Kita sering mendengar ceramah agama bahwa selama bulan Ramadan setan dibelenggu atau diikat. Dulu, sebagian ulama memaknainya secara tekstual berdasarkan sebuah hadis.
Tapi, sekarang kebanyakan ulama memaknai "setan diikat" sebagai simbol saja. Maksudnya, begitu banyaknya kesempatan buat mendulang pahala selama bulan suci ini, bukankah seharusnya tidak ada "lowongan" buat setan untuk nyelonong ke hati kita?
Namun, melihat masih ada orang yang berbuat dosa di bulan puasa, suatu bukti bahwa setan tidak pernah berhenti menggoda manusia.
Bisa jadi setan bukan menggoda agar kita tidak berpuasa, tidak salat, atau tidak berzakat. Tapi, harap waspada, setan bisa menggoda dengan mengobarkan nafsu kita untuk berbelanja melebihi apa yang kita butuhkan.

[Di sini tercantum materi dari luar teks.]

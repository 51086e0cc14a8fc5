// Copyright (c) 2022 Huawei Technologies Co.,Ltd. All rights reserved.
//
// sysMaster is licensed under Mulan PSL v2.
// You can use this software according to the terms and conditions of the Mulan
// PSL v2.
// You may obtain a copy of Mulan PSL v2 at:
//         http://license.coscl.org.cn/MulanPSL2
// THIS SOFTWARE IS PROVIDED ON AN "AS IS" BASIS, WITHOUT WARRANTIES OF ANY
// KIND, EITHER EXPRESS OR IMPLIED, INCLUDING BUT NOT LIMITED TO
// NON-INFRINGEMENT, MERCHANTABILITY OR FIT FOR A PARTICULAR PURPOSE.
// See the Mulan PSL v2 for more details.

//! Rules turning mount and swap records into units, drop-ins and edges.
//!
//! Every rule is a method of [`Generator`](crate::Generator) and handles one
//! record. Conditions a generator can live with are logged and reported as
//! success, only I/O failures, conflicts and impossible requests are errors.

mod device;
mod fsck;
mod hooks;
mod remount;

pub use device::{DEVICE_TIMEOUT_OPTIONS, NETDEV_OPTION};
pub use fsck::CheckTarget;

use crate::error::*;
use basic::unit_name;

pub(crate) fn unit_name_from_path(path: &str, suffix: &str) -> Result<String> {
    unit_name::unit_name_from_path(path, suffix).map_err(|e| Error::UnitName {
        what: path.to_string(),
        source: e,
    })
}

pub(crate) fn unit_name_from_path_instance(prefix: &str, path: &str, suffix: &str) -> Result<String> {
    unit_name::unit_name_from_path_instance(prefix, path, suffix).map_err(|e| Error::UnitName {
        what: path.to_string(),
        source: e,
    })
}
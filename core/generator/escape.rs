// Copyright (c) 2022 Huawei Technologies Co.,Ltd. All rights reserved.
//
// sysMaster is licensed under Mulan PSL v2.
// You can use this software according to the terms and conditions of the Mulan
// PSL v2.
// You may obtain a copy of Mulan PSL v2 at:
//         http://license.coscl.org.cn/MulanPSL2
// THIS SOFTWARE IS PROVIDED ON AN "AS IS" BASIS, WITHOUT WARRANTIES OF ANY
// KIND, EITHER EXPRESS OR IMPLIED, INCLUDING BUT NOT LIMITED TO
// NON-INFRINGEMENT, MERCHANTABILITY OR FIT FOR A PARTICULAR PURPOSE.
// See the Mulan PSL v2 for more details.

//! Escaping of raw strings that end up in unit files.
//!
//! Values in unit files go through specifier expansion, so a literal '%'
//! has to be doubled. Values in command lines are additionally parsed with
//! C-style escapes.

use crate::error::*;

/// A raw string in the two forms used in unit files.
#[derive(Debug, Clone, PartialEq, Eq)]
pub struct EscapedPath {
    /// safe for any directive value, e.g. Description=
    pub specifier: String,
    /// safe as an ExecStart= argument
    pub command: String,
}

/// escape a raw string for both directive values and command lines
pub fn escape(raw: &str) -> EscapedPath {
    let specifier = specifier_escape(raw);
    let command = cescape(&specifier);
    EscapedPath { specifier, command }
}

/// double every '%'
pub fn specifier_escape(s: &str) -> String {
    s.replace('%', "%%")
}

fn push_octal(c: u8, ret: &mut String) {
    ret.push('\\');
    ret.push((b'0' + (c >> 6)) as char);
    ret.push((b'0' + ((c >> 3) & 7)) as char);
    ret.push((b'0' + (c & 7)) as char);
}

/// C-style escaping of a string, bytes outside the printable ASCII range
/// are written as three digit octal sequences.
pub fn cescape(s: &str) -> String {
    let mut ret = String::with_capacity(s.len());

    for c in s.bytes() {
        match c {
            0x07 => ret.push_str("\\a"),
            0x08 => ret.push_str("\\b"),
            0x0c => ret.push_str("\\f"),
            b'\n' => ret.push_str("\\n"),
            b'\r' => ret.push_str("\\r"),
            b'\t' => ret.push_str("\\t"),
            0x0b => ret.push_str("\\v"),
            b'\\' => ret.push_str("\\\\"),
            b'"' => ret.push_str("\\\""),
            b'\'' => ret.push_str("\\'"),
            c if !(b' '..0x7f).contains(&c) => push_octal(c, &mut ret),
            c => ret.push(c as char),
        }
    }

    ret
}

fn unoctchar(c: u8) -> Option<u8> {
    match c {
        b'0'..=b'7' => Some(c - b'0'),
        _ => None,
    }
}

fn unhexchar(c: u8) -> Option<u8> {
    (c as char).to_digit(16).map(|d| d as u8)
}

fn bad_escape(s: &str) -> Error {
    Error::Invalid {
        what: format!("bad escape sequence in '{}'", s),
    }
}

/// Undo `cescape`. "\xNN" and "\s" are accepted as well.
pub fn cunescape(s: &str) -> Result<String> {
    let bytes = s.as_bytes();
    let mut ret = Vec::with_capacity(bytes.len());
    let mut i = 0;

    while i < bytes.len() {
        if bytes[i] != b'\\' {
            ret.push(bytes[i]);
            i += 1;
            continue;
        }

        let c = *bytes.get(i + 1).ok_or_else(|| bad_escape(s))?;
        i += 2;
        let b = match c {
            b'a' => 0x07,
            b'b' => 0x08,
            b'f' => 0x0c,
            b'n' => b'\n',
            b'r' => b'\r',
            b't' => b'\t',
            b'v' => 0x0b,
            b's' => b' ',
            b'\\' | b'"' | b'\'' => c,
            b'x' => {
                let a = bytes.get(i).copied().and_then(unhexchar);
                let b = bytes.get(i + 1).copied().and_then(unhexchar);
                i += 2;
                match (a, b) {
                    (Some(a), Some(b)) => (a << 4) | b,
                    _ => return Err(bad_escape(s)),
                }
            }
            b'0'..=b'3' => {
                let a = unoctchar(c);
                let b = bytes.get(i).copied().and_then(unoctchar);
                let d = bytes.get(i + 1).copied().and_then(unoctchar);
                i += 2;
                match (a, b, d) {
                    (Some(a), Some(b), Some(d)) => (a << 6) | (b << 3) | d,
                    _ => return Err(bad_escape(s)),
                }
            }
            _ => return Err(bad_escape(s)),
        };
        ret.push(b);
    }

    String::from_utf8(ret).map_err(|_| Error::Invalid {
        what: format!("'{}' does not unescape to valid UTF-8", s),
    })
}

Nafsu belanja yang paling nyata gampang tergoda bujukan setan, contohnya kalau kita ngabuburit sambil jalan-jalan di Pasar Ramadan yang ramai pedagang makanannya.
Jika isi kantong lagi memungkinkan, betapa kita enak saja membeli berbagai jenis makanan, dari aneka jajanan berbuka puasa (takjil) hingga menu utama untuk makan malam.
Rasanya semua makanan tersebut akan muat di perut ketika kita memborong untuk dibawa pulang. Eh begitu waktu berbuka masuk, ternyata hingga ngos-ngosan pun makanan tak bisa dihabiskan.
Akibatnya makanan tersisa banyak. Ini yang namanya mubazir. Menurut pak ustaz, perilaku mubazir itu temannya setan. Nah, lho. Setan akan bertepuk tangan bila kita berperilaku boros.
Belum lagi kalau mendekati lebaran, godaan berbelanja lebih hebat lagi. Banyak sekali keperluan lebaran yang menurut perasaan kita harus dibeli.
Membeli pakaian baru dan berbagai asesorisnya sangat perlu untuk menunjang penampilan. Membeli aneka kue yang akan dihidangkan kepada tamu yang datang berlebaran, juga perlu.
Apalagi bagi yang mau mudik lebaran, perlu berbagai barang yang dibawa ke kampung halaman yang bisa "dipamerkan" sebagai bukti kesuksesan di tanah perantauan.